Inside: When I’m asked what foods help lower blood pressure, I explain that the strongest connection is in how foods come together in a mostly plant-based diet. Strategies to create such a diet are important for preventing and treating hypertension… including for people dealing with both high blood pressure and cancer.
The U.S. Surgeon General has issued an urgent call to action about the toll from uncontrolled high blood pressure. And helping people shape a heart-healthy diet that’s right for them has to be part of our response.

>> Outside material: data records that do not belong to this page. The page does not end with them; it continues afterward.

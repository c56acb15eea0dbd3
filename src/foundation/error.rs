/// Convenience result type used across the engine.
pub type SkeletonResult<T> = Result<T, SkeletonError>;

/// Top-level error taxonomy used by engine APIs.
///
/// Only [`SkeletonError::InvalidRoot`] and [`SkeletonError::Config`] abort an analysis. Anything
/// raised while processing a single node is recovered and reported as a diagnostic.
#[derive(thiserror::Error, Debug)]
pub enum SkeletonError {
    /// The analysis root is missing or unknown to the host.
    #[error("invalid root: {0}")]
    InvalidRoot(String),

    /// A computed style value could not be parsed.
    #[error("malformed style: {0}")]
    MalformedStyle(String),

    /// A host tree operation failed.
    #[error("host error: {0}")]
    Host(String),

    /// Invalid analysis options.
    #[error("config error: {0}")]
    Config(String),

    /// Errors when serializing or deserializing data structures.
    #[error("serialization error: {0}")]
    Serde(String),

    /// Wrapped lower-level error from dependencies or IO.
    #[error(transparent)]
    Other(#[from] anyhow::Error),
}

impl SkeletonError {
    /// Build a [`SkeletonError::InvalidRoot`] value.
    pub fn invalid_root(msg: impl Into<String>) -> Self {
        Self::InvalidRoot(msg.into())
    }

    /// Build a [`SkeletonError::MalformedStyle`] value.
    pub fn malformed_style(msg: impl Into<String>) -> Self {
        Self::MalformedStyle(msg.into())
    }

    /// Build a [`SkeletonError::Host`] value.
    pub fn host(msg: impl Into<String>) -> Self {
        Self::Host(msg.into())
    }

    /// Build a [`SkeletonError::Config`] value.
    pub fn config(msg: impl Into<String>) -> Self {
        Self::Config(msg.into())
    }

    /// Build a [`SkeletonError::Serde`] value.
    pub fn serde(msg: impl Into<String>) -> Self {
        Self::Serde(msg.into())
    }
}

impl From<serde_json::Error> for SkeletonError {
    fn from(value: serde_json::Error) -> Self {
        Self::Serde(value.to_string())
    }
}

#[cfg(test)]
#[path = "../../tests/unit/foundation/error.rs"]
mod tests;
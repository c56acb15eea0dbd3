use std::{
    fs::File,
    io::{BufWriter, Write as _},
    path::{Path, PathBuf},
};

use anyhow::Context as _;
use clap::{Parser, Subcommand};

#[derive(Parser, Debug)]
#[command(name = "skeleton", version)]
struct Cli {
    #[command(subcommand)]
    cmd: Command,
}

#[derive(Subcommand, Debug)]
enum Command {
    /// Analyze a recorded render tree and emit skeleton placeholders as JSON.
    Analyze(AnalyzeArgs),
}

#[derive(Parser, Debug)]
struct AnalyzeArgs {
    /// Input snapshot JSON (`{ "root": <node> }`).
    #[arg(long = "in")]
    in_path: PathBuf,

    /// Output JSON path. Defaults to stdout.
    #[arg(long)]
    out: Option<PathBuf>,

    /// Analysis options JSON.
    #[arg(long)]
    config: Option<PathBuf>,

    /// Font file (TTF/OTF) used to shape text. Without it widths are estimated from
    /// `--advance-em`.
    #[arg(long)]
    font: Option<PathBuf>,

    /// Average glyph advance as a fraction of the font size, used when no font is given.
    #[arg(long, default_value_t = 0.5)]
    advance_em: f64,

    /// Only emit items that still paint something after merging.
    #[arg(long)]
    visible_only: bool,

    /// Log per-node diagnostics and pipeline steps to stderr.
    #[arg(long, short)]
    verbose: bool,
}

fn main() -> anyhow::Result<()> {
    let cli = Cli::parse();
    match cli.cmd {
        Command::Analyze(args) => cmd_analyze(args),
    }
}

fn init_logging(verbose: bool) {
    let level = if verbose {
        tracing::Level::DEBUG
    } else {
        tracing::Level::WARN
    };
    tracing_subscriber::fmt()
        .with_max_level(level)
        .with_writer(std::io::stderr)
        .with_target(false)
        .init();
}

fn make_measure(args: &AnalyzeArgs) -> anyhow::Result<Box<dyn skeleton_layout::TextMeasure>> {
    let Some(font) = &args.font else {
        return Ok(Box::new(skeleton_layout::AdvanceMeasure::new(
            args.advance_em,
        )?));
    };
    let bytes = std::fs::read(font).with_context(|| format!("read font '{}'", font.display()))?;
    let measure = skeleton_layout::ParleyMeasure::from_font_bytes(&bytes)
        .with_context(|| format!("load font '{}'", font.display()))?;
    tracing::debug!(family = measure.family_name(), "measuring text with font");
    Ok(Box::new(measure))
}

fn write_json(out: Option<&Path>, value: &serde_json::Value) -> anyhow::Result<()> {
    match out {
        Some(path) => {
            if let Some(parent) = path.parent().filter(|p| !p.as_os_str().is_empty()) {
                std::fs::create_dir_all(parent)
                    .with_context(|| format!("create output dir '{}'", parent.display()))?;
            }
            let f = File::create(path).with_context(|| format!("create '{}'", path.display()))?;
            let mut w = BufWriter::new(f);
            serde_json::to_writer_pretty(&mut w, value).with_context(|| "write skeleton JSON")?;
            w.flush()
                .with_context(|| format!("flush '{}'", path.display()))?;
            eprintln!("wrote {}", path.display());
        }
        None => {
            let stdout = std::io::stdout();
            let mut w = stdout.lock();
            serde_json::to_writer_pretty(&mut w, value).with_context(|| "write skeleton JSON")?;
            writeln!(w)?;
        }
    }
    Ok(())
}

fn cmd_analyze(args: AnalyzeArgs) -> anyhow::Result<()> {
    init_logging(args.verbose);

    let mut host = skeleton_layout::MemoryHost::from_path(&args.in_path)?;
    let opts = match &args.config {
        Some(path) => skeleton_layout::AnalyzeOptions::from_path(path)?,
        None => skeleton_layout::AnalyzeOptions::default(),
    };
    let mut measure = make_measure(&args)?;

    let root = host.root();
    let mut skeleton = skeleton_layout::analyze(&mut host, measure.as_mut(), root, &opts)?;
    if args.visible_only {
        skeleton.items.retain(|item| item.is_visible());
    }
    if !skeleton.diagnostics.is_empty() {
        eprintln!(
            "{} node(s) could not be fully analyzed",
            skeleton.diagnostics.len()
        );
    }

    let value = serde_json::to_value(&skeleton).with_context(|| "serialize skeleton")?;
    write_json(args.out.as_deref(), &value)
}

Quiz Question: Of the many potential strategies for a heart-healthy diet, if you had to pick which eating habits to change to reduce high blood pressure, which two or three are most important?
Actually, that question about best strategies is a trick question. – Research has identified multiple changes in eating habits that can reduce blood pressure and promote vascular health. Some seem to have a stronger influence than others. But picking which are most important for any individual needs to consider that individual’s starting point (which habits are furthest from recommendations). And you need to consider that healthy eating strategies may differ in effectiveness because of genetic and health differences, and factors that make some strategies an easier fit with lifestyle and personal preferences.
Let’s explore the research options for making choices about foods that help high blood pressure….
Call to Action on High Blood Pressure
Almost 1 in 2 US adults has hypertension, according to the latest statistics. Blood pressure is under control in only 1 in 4 of those people, with a decline seen between 2013 and 2018—well before all the challenges posed by COVID-19.
“I don’t want us to ever forget the tragedy of over 200,000 people who have died due to COVID-19…. but I also don’t want us to turn a blind eye to the more than 500,000 people who will die this year due to uncontrolled high blood pressure.” – U.S. Surgeon General Jerome M. Adams, MD, MPH
- In 2018, nearly half a million deaths in the United States included hypertension as a primary or contributing cause.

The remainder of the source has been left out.